A great number of observations appear to support this theory: the taller one animal is, the more it has cells, and the more it saw old (what, at first approximation means that it ages slowly). Drosophilas that one places in a colder environment (what reduces of as much the internal temperature of these cold-blooded animals) live longer, and one knows that a fall of temperature causes a deceleration of the chemical reactions which are at the base of the metabolism. Lastly, an experiment showed that if one underfed rats or mice of laboratory from 30% to 40% per report/ratio a not limited feeding, but by avoiding malnutrition, these animals lived 20% to older 40%. That can be explained by the theory of the rate of life by a slowed down ageing, for lack of fuels to the metabolism.

The consequence which this theory would have had on the human beings if it had appeared true is enough surprising: it would have had to be concluded from it that to age more slowly, and thus to live longer, it would be necessary to eat very little, but sufficiently, and to avoid any physical, large exercise consuming energy!

However, a certain number of animals seemed to make exception to this theory. The bats, first of all, close relations in the face of a great number of small terrestrial mammals, live much older than the latter (whereas a mouse saw only a few years, a bat can live more than twenty or thirty years, according to its species). This characteristic had first of all was explained by the fact that a certain number of species of bats hibernate, and thus have a metabolism very slowed down for a great period of their life. The explanation cannot however hold, because one realized that other species of bats, having same longevity, did not hibernate. Another counterexample with the theory of the rate of life comes from the birds, which with equal size, have metabolic rates and a body temperature higher than those of the mammals. However, the birds can live at a very advanced age: corbels or parrots of more than 50 years are not rare, and it would even seem that certain parrots exceeded the hundred years. Lastly, it was noted that the underfed rats did not decrease in fact not in the long run their metabolism. The theory of the rate of life, very tempting to the idlers who it can be, is thus not valid.
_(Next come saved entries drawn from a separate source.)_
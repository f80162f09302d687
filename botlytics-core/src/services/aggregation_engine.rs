//! botlytics-core/src/services/aggregation_engine.rs
//!
//! Read-side metrics computed by streaming `EventStore::query` results.
//! Nothing here mutates the store, so every metric is a pure function of the
//! stored events and the requested window.

use std::collections::{BTreeMap, HashMap, HashSet};
use std::future::Future;
use std::time::Duration;
use futures_util::TryStreamExt;
use tracing::{debug, warn};

use botlytics_common::models::property::split_path;
use botlytics_common::models::{AggregateResult, EventFilter, SessionRollup, StoredEvent, TimeRange};
use botlytics_common::traits::EventStore;
use crate::Error;

pub struct AggregationEngine<S> {
    store: S,
    timeout: Option<Duration>,
}

impl<S: EventStore> AggregationEngine<S> {
    pub fn new(store: S) -> Self {
        Self { store, timeout: None }
    }

    /// Every aggregation fails with `Error::Timeout` once it runs longer than `timeout`.
    pub fn with_timeout(mut self, timeout: Duration) -> Self {
        self.timeout = Some(timeout);
        self
    }

    pub fn store(&self) -> &S {
        &self.store
    }

    async fn bounded<T, F>(&self, metric: &str, fut: F) -> Result<T, Error>
    where
        F: Future<Output = Result<T, Error>>,
    {
        match self.timeout {
            Some(limit) => match tokio::time::timeout(limit, fut).await {
                Ok(res) => res,
                Err(elapsed) => {
                    warn!("Aggregation '{}' exceeded its {:?} deadline", metric, limit);
                    Err(Error::Timeout(elapsed))
                }
            },
            None => fut.await,
        }
    }

    /// Feeds every event matching `filter` to `visit`, in `received_at` order.
    async fn scan<F>(&self, filter: &EventFilter, mut visit: F) -> Result<(), Error>
    where
        F: FnMut(StoredEvent),
    {
        let mut stream = self.store.query(filter).await?;
        while let Some(evt) = stream.try_next().await? {
            visit(evt);
        }
        Ok(())
    }

    /// Number of events per event type.
    pub async fn count_by_type(&self, range: &TimeRange) -> Result<AggregateResult<BTreeMap<String, u64>>, Error> {
        let filter = EventFilter::new().range(*range);
        let counts = self
            .bounded("count_by_type", async {
                let mut counts = BTreeMap::new();
                self.scan(&filter, |evt| {
                    *counts.entry(evt.event_type).or_insert(0u64) += 1;
                })
                .await?;
                Ok(counts)
            })
            .await?;
        Ok(AggregateResult::new("count_by_type", *range, counts))
    }

    /// Distinct `user_id`s per `source` among events of `event_type`.
    /// Events without a string `source` are not counted.
    pub async fn count_distinct_subjects_by_source(
        &self,
        event_type: &str,
        range: &TimeRange,
    ) -> Result<AggregateResult<BTreeMap<String, u64>>, Error> {
        let filter = EventFilter::new().event_type(event_type).range(*range);
        let counts = self
            .bounded("distinct_subjects_by_source", async {
                let mut subjects: BTreeMap<String, HashSet<String>> = BTreeMap::new();
                self.scan(&filter, |evt| {
                    if let Some(source) = evt.source() {
                        subjects
                            .entry(source.to_string())
                            .or_default()
                            .insert(evt.user_id().to_string());
                    }
                })
                .await?;
                Ok(subjects
                    .into_iter()
                    .map(|(source, users)| (source, users.len() as u64))
                    .collect::<BTreeMap<String, u64>>())
            })
            .await?;
        Ok(AggregateResult::new(
            format!("distinct_subjects_by_source:{}", event_type),
            *range,
            counts,
        ))
    }

    /// Funnel conversion per source:
    /// `distinct users reaching end_type / distinct users with start_type`.
    ///
    /// A user's source is the first one carried by their `start_type` events in
    /// the window; completers who never started in the window are ignored.
    /// Sources without starters are absent from the result.
    pub async fn conversion_rate(
        &self,
        start_type: &str,
        end_type: &str,
        range: &TimeRange,
    ) -> Result<AggregateResult<BTreeMap<String, f64>>, Error> {
        let start_filter = EventFilter::new().event_type(start_type).range(*range);
        let end_filter = EventFilter::new().event_type(end_type).range(*range);

        let rates = self
            .bounded("conversion_rate", async {
                let mut first_source: HashMap<String, String> = HashMap::new();
                self.scan(&start_filter, |evt| {
                    if let Some(source) = evt.source() {
                        first_source
                            .entry(evt.user_id().to_string())
                            .or_insert_with(|| source.to_string());
                    }
                })
                .await?;

                let mut completers: HashSet<String> = HashSet::new();
                self.scan(&end_filter, |evt| {
                    if first_source.contains_key(evt.user_id()) {
                        completers.insert(evt.user_id().to_string());
                    }
                })
                .await?;

                let mut totals: BTreeMap<String, (u64, u64)> = BTreeMap::new();
                for (user, source) in &first_source {
                    let entry = totals.entry(source.clone()).or_insert((0, 0));
                    entry.0 += 1;
                    if completers.contains(user) {
                        entry.1 += 1;
                    }
                }

                Ok(totals
                    .into_iter()
                    .filter(|(_, (starters, _))| *starters > 0)
                    .map(|(source, (starters, converted))| (source, converted as f64 / starters as f64))
                    .collect::<BTreeMap<String, f64>>())
            })
            .await?;

        debug!("conversion {} -> {} over {}: {:?}", start_type, end_type, range, rates);
        Ok(AggregateResult::new(
            format!("conversion_rate:{}->{}", start_type, end_type),
            *range,
            rates,
        ))
    }

    /// Mean of a numeric property (dotted path) over events of `event_type`.
    /// Missing or non-numeric values are skipped; `None` means no data.
    pub async fn average_numeric_property(
        &self,
        event_type: &str,
        property_path: &str,
        range: &TimeRange,
    ) -> Result<AggregateResult<Option<f64>>, Error> {
        let filter = EventFilter::new().event_type(event_type).range(*range);
        let path = split_path(property_path);

        let mean = self
            .bounded("average_numeric_property", async {
                let (mut sum, mut n) = (0.0f64, 0u64);
                self.scan(&filter, |evt| {
                    if let Some(v) = evt.property(path.as_slice()).and_then(|p| p.as_f64()) {
                        sum += v;
                        n += 1;
                    }
                })
                .await?;
                Ok(if n == 0 { None } else { Some(sum / n as f64) })
            })
            .await?;

        Ok(AggregateResult::new(
            format!("average:{}.{}", event_type, property_path),
            *range,
            mean,
        ))
    }

    /// One rollup per `session_id` seen in the window, ordered by first event.
    pub async fn session_rollups(&self, range: &TimeRange) -> Result<AggregateResult<Vec<SessionRollup>>, Error> {
        let filter = EventFilter::new().range(*range);

        let rollups = self
            .bounded("session_rollups", async {
                let mut sessions: HashMap<String, SessionRollup> = HashMap::new();
                self.scan(&filter, |evt| {
                    let rollup = sessions
                        .entry(evt.session_id().to_string())
                        .or_insert_with(|| SessionRollup {
                            session_id: evt.session_id().to_string(),
                            user_id: evt.user_id().to_string(),
                            source: None,
                            event_count: 0,
                            counts_by_type: BTreeMap::new(),
                            first_received_at: evt.received_at,
                            last_received_at: evt.received_at,
                            duration_ms: 0,
                        });
                    if rollup.source.is_none() {
                        rollup.source = evt.source().map(str::to_string);
                    }
                    rollup.event_count += 1;
                    *rollup.counts_by_type.entry(evt.event_type.clone()).or_insert(0) += 1;
                    rollup.last_received_at = evt.received_at;
                    rollup.duration_ms =
                        (rollup.last_received_at - rollup.first_received_at).num_milliseconds();
                })
                .await?;

                let mut out: Vec<SessionRollup> = sessions.into_values().collect();
                out.sort_by_key(|r| r.first_received_at);
                Ok(out)
            })
            .await?;

        Ok(AggregateResult::new("session_rollups", *range, rollups))
    }
}

#[cfg(test)]
mod tests {
    use super::*;
    use std::pin::Pin;
    use std::task::{Context, Poll};
    use async_trait::async_trait;
    use futures_util::stream::{BoxStream, Stream, StreamExt};
    use botlytics_common::models::Event;
    use botlytics_common::traits::EventStream;

    /// Store whose query stream never yields; exercises the deadline.
    struct StalledStore;

    struct Pending;

    impl Stream for Pending {
        type Item = Result<StoredEvent, Error>;
        fn poll_next(self: Pin<&mut Self>, _cx: &mut Context<'_>) -> Poll<Option<Self::Item>> {
            Poll::Pending
        }
    }

    #[async_trait]
    impl EventStore for StalledStore {
        async fn append(&self, _event: Event) -> Result<StoredEvent, Error> {
            Err(Error::Storage("read-only".into()))
        }

        async fn query(&self, _filter: &EventFilter) -> Result<EventStream, Error> {
            let stream: BoxStream<'static, Result<StoredEvent, Error>> = Pending.boxed();
            Ok(stream)
        }

        async fn count(&self) -> Result<u64, Error> {
            Ok(0)
        }

        async fn recent(&self, _limit: usize) -> Result<Vec<StoredEvent>, Error> {
            Ok(vec![])
        }
    }

    #[tokio::test]
    async fn test_deadline_surfaces_timeout() {
        let engine = AggregationEngine::new(StalledStore).with_timeout(Duration::from_millis(20));
        let err = engine.count_by_type(&TimeRange::all()).await.unwrap_err();
        assert!(err.is_timeout(), "{:?}", err);
    }

    #[tokio::test]
    async fn test_storage_errors_propagate() {
        struct BrokenStore;

        #[async_trait]
        impl EventStore for BrokenStore {
            async fn append(&self, _event: Event) -> Result<StoredEvent, Error> {
                Err(Error::Storage("down".into()))
            }
            async fn query(&self, _filter: &EventFilter) -> Result<EventStream, Error> {
                Err(Error::Storage("down".into()))
            }
            async fn count(&self) -> Result<u64, Error> {
                Err(Error::Storage("down".into()))
            }
            async fn recent(&self, _limit: usize) -> Result<Vec<StoredEvent>, Error> {
                Err(Error::Storage("down".into()))
            }
        }

        let engine = AggregationEngine::new(BrokenStore);
        let err = engine
            .conversion_rate("bot_started", "decode_completed", &TimeRange::all())
            .await
            .unwrap_err();
        assert!(err.is_storage());
    }
}
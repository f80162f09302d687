use tracing::{debug, error, warn};

use botlytics_common::models::{EventFilter, KnownEventType, Properties, RawEvent, StoredEvent};
use botlytics_common::traits::{EventStore, EventStream};
use crate::normalizer::EventNormalizer;
use crate::Error;

/// The single ingestion entry point: normalize, then append.
pub struct IngestService<S> {
    normalizer: EventNormalizer,
    store: S,
}

impl<S: EventStore> IngestService<S> {
    pub fn new(normalizer: EventNormalizer, store: S) -> Self {
        Self { normalizer, store }
    }

    pub fn store(&self) -> &S {
        &self.store
    }

    /// Validates, attributes and persists one event.
    ///
    /// Validation failures are returned without touching the store. Storage
    /// failures are returned as-is; retrying is up to the caller.
    pub async fn submit_event(
        &self,
        event_type: &str,
        properties: Properties,
        start_payload: Option<&str>,
    ) -> Result<StoredEvent, Error> {
        let event = match self.normalizer.normalize(event_type, properties, start_payload) {
            Ok(evt) => evt,
            Err(e) => {
                warn!("Rejected '{}' event: {}", event_type, e);
                return Err(e);
            }
        };

        if !KnownEventType::is_known(&event.event_type) {
            debug!("Storing event of unlisted type '{}'", event.event_type);
        }

        match self.store.append(event).await {
            Ok(stored) => {
                debug!(
                    "Event: {} | id={} | User: {}",
                    stored.event_type,
                    stored.id,
                    stored.user_id()
                );
                Ok(stored)
            }
            Err(e) => {
                error!("Failed to store '{}' event: {}", event_type, e);
                Err(e)
            }
        }
    }

    pub async fn submit_raw(&self, raw: RawEvent) -> Result<StoredEvent, Error> {
        self.submit_event(&raw.event_type, raw.properties, raw.start_payload.as_deref())
            .await
    }

    pub async fn query_events(&self, filter: &EventFilter) -> Result<EventStream, Error> {
        self.store.query(filter).await
    }
}
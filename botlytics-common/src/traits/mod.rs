pub mod event_store_traits;

pub use event_store_traits::{EventStore, EventStream};
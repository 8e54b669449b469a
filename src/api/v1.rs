use axum::{
    routing::{get, post},
    Router,
};

use super::{health, predict, AppState};

pub fn router(state: AppState) -> Router {
    Router::new()
        .route("/health", get(health::health_check))
        .route("/health/live", get(health::liveness_check))
        .route("/schema", get(predict::get_schema))
        .route("/predict/single", post(predict::predict_single))
        .route("/predict/summed", post(predict::predict_summed))
        .route("/predict/comparative", post(predict::predict_comparative))
        .with_state(state)
}
//! Plant and farm level aggregation of raw model output

use serde::Serialize;
use std::collections::BTreeMap;

use crate::domain::PlantId;
use crate::error::{PredictionError, Result};

/// Clamped per-plant output and the farm total
#[derive(Debug, Clone, PartialEq, Serialize)]
pub struct AggregateOutcome {
    /// Non-negative power per plant
    pub per_plant: BTreeMap<PlantId, f64>,
    /// Sum of `per_plant`
    pub total: f64,
    /// Plants whose raw prediction was negative and got clamped to zero
    pub clamped: Vec<PlantId>,
}

impl AggregateOutcome {
    pub fn power(&self, plant: PlantId) -> Option<f64> {
        self.per_plant.get(&plant).copied()
    }
}

/// Difference between the two sites of the comparison view
#[derive(Debug, Clone, Copy, PartialEq, Serialize)]
pub struct SiteComparison {
    /// `PlantB - PlantA`
    pub delta: f64,
    /// Site with the higher output, `None` on a tie
    pub leader: Option<PlantId>,
}

/// Negative power is physically impossible; report it as zero
pub fn clamp(prediction: f64) -> f64 {
    prediction.max(0.0)
}

/// Clamp each prediction, then sum per plant.
///
/// `predictions[i]` belongs to `plants[i]`. Clamping happens per row before
/// the sum so one plant's negative value never lowers another's contribution.
pub fn aggregate(predictions: &[f64], plants: &[PlantId]) -> Result<AggregateOutcome> {
    if predictions.len() != plants.len() {
        return Err(PredictionError::schema_mismatch(format!(
            "{} predictions for {} plants",
            predictions.len(),
            plants.len()
        )));
    }

    let mut per_plant = BTreeMap::new();
    let mut clamped = Vec::new();

    for (&raw, &plant) in predictions.iter().zip(plants) {
        if !raw.is_finite() {
            return Err(PredictionError::invalid_input(format!(
                "non-finite prediction {} for {}",
                raw, plant
            )));
        }
        if raw < 0.0 {
            clamped.push(plant);
        }
        if per_plant.insert(plant, clamp(raw)).is_some() {
            return Err(PredictionError::schema_mismatch(format!(
                "{} appears more than once in the batch",
                plant
            )));
        }
    }

    let total: f64 = per_plant.values().sum();

    Ok(AggregateOutcome {
        per_plant,
        total,
        clamped,
    })
}

/// Compare the two sites of an outcome; `None` unless both are present
pub fn compare(outcome: &AggregateOutcome) -> Option<SiteComparison> {
    let a = outcome.power(PlantId::PlantA)?;
    let b = outcome.power(PlantId::PlantB)?;

    let leader = if b > a {
        Some(PlantId::PlantB)
    } else if a > b {
        Some(PlantId::PlantA)
    } else {
        None
    };

    Some(SiteComparison { delta: b - a, leader })
}
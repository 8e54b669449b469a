//! Machine Learning Module
//!
//! This module wraps the pre-trained yield regressor:
//! - the [`Regressor`] contract the prediction core relies on
//! - concrete regressors (linear, and a smartcore random forest behind `ml`)
//! - model artifacts with a bundled feature-schema manifest
//! - [`ModelHandle`], the explicitly constructed, read-only model instance
//!
//! Training is out of scope; artifacts are produced elsewhere.

use serde::{Deserialize, Serialize};

pub mod artifact;
pub mod inference;
pub mod models;

#[cfg(feature = "ml")]
pub mod smartcore;

pub use artifact::{ModelArtifact, ModelPayload};
pub use inference::ModelHandle;
pub use models::{LinearRegressor, Regressor};

/// ML Model Type
#[derive(Debug, Clone, Copy, Serialize, Deserialize, PartialEq, Eq)]
#[serde(rename_all = "snake_case")]
pub enum ModelType {
    LinearRegression,
    RandomForest,
}

/// ML Model Metadata
#[derive(Debug, Clone, Serialize, Deserialize, PartialEq)]
pub struct ModelMetadata {
    pub model_id: String,
    pub model_type: ModelType,
    pub version: String,
    pub trained_at: chrono::DateTime<chrono::Utc>,
    #[serde(default)]
    pub training_samples: usize,
    #[serde(default)]
    pub validation_metrics: Option<ValidationMetrics>,
}

impl ModelMetadata {
    pub fn new(model_id: impl Into<String>, model_type: ModelType) -> Self {
        Self {
            model_id: model_id.into(),
            model_type,
            version: "0.1.0".to_string(),
            trained_at: chrono::Utc::now(),
            training_samples: 0,
            validation_metrics: None,
        }
    }
}

/// Hold-out metrics recorded when the artifact was exported
#[derive(Debug, Clone, Copy, Serialize, Deserialize, PartialEq)]
pub struct ValidationMetrics {
    pub mae: f64,  // Mean Absolute Error
    pub rmse: f64, // Root Mean Square Error
    pub r2: f64,   // R-squared
}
The evolutionary theory of ageing

The disease of Huntington is a mental genetic disease with late release which leads to the insanity then with dead the individuals reached, and whose study made it possible to the famous Haldane biologist to discover an important point for the study of the causes of ageing. It noted that this disease was abnormally widespread, since it touches a person on 15.000 in the European populations. The natural selection should almost have eliminated it, bringing back it torates as for example the syndrome of Hutchinson-Gilford which touches a person on eight million. In fact, the characteristic of this disease is that at the time when it strikes the carriers of gene concerned, those already had practically all the children whom they would have had if they had not been reached. The disease acting in general only after the child-bearing period, the natural selection cannot act above, which explains the high number of carriers.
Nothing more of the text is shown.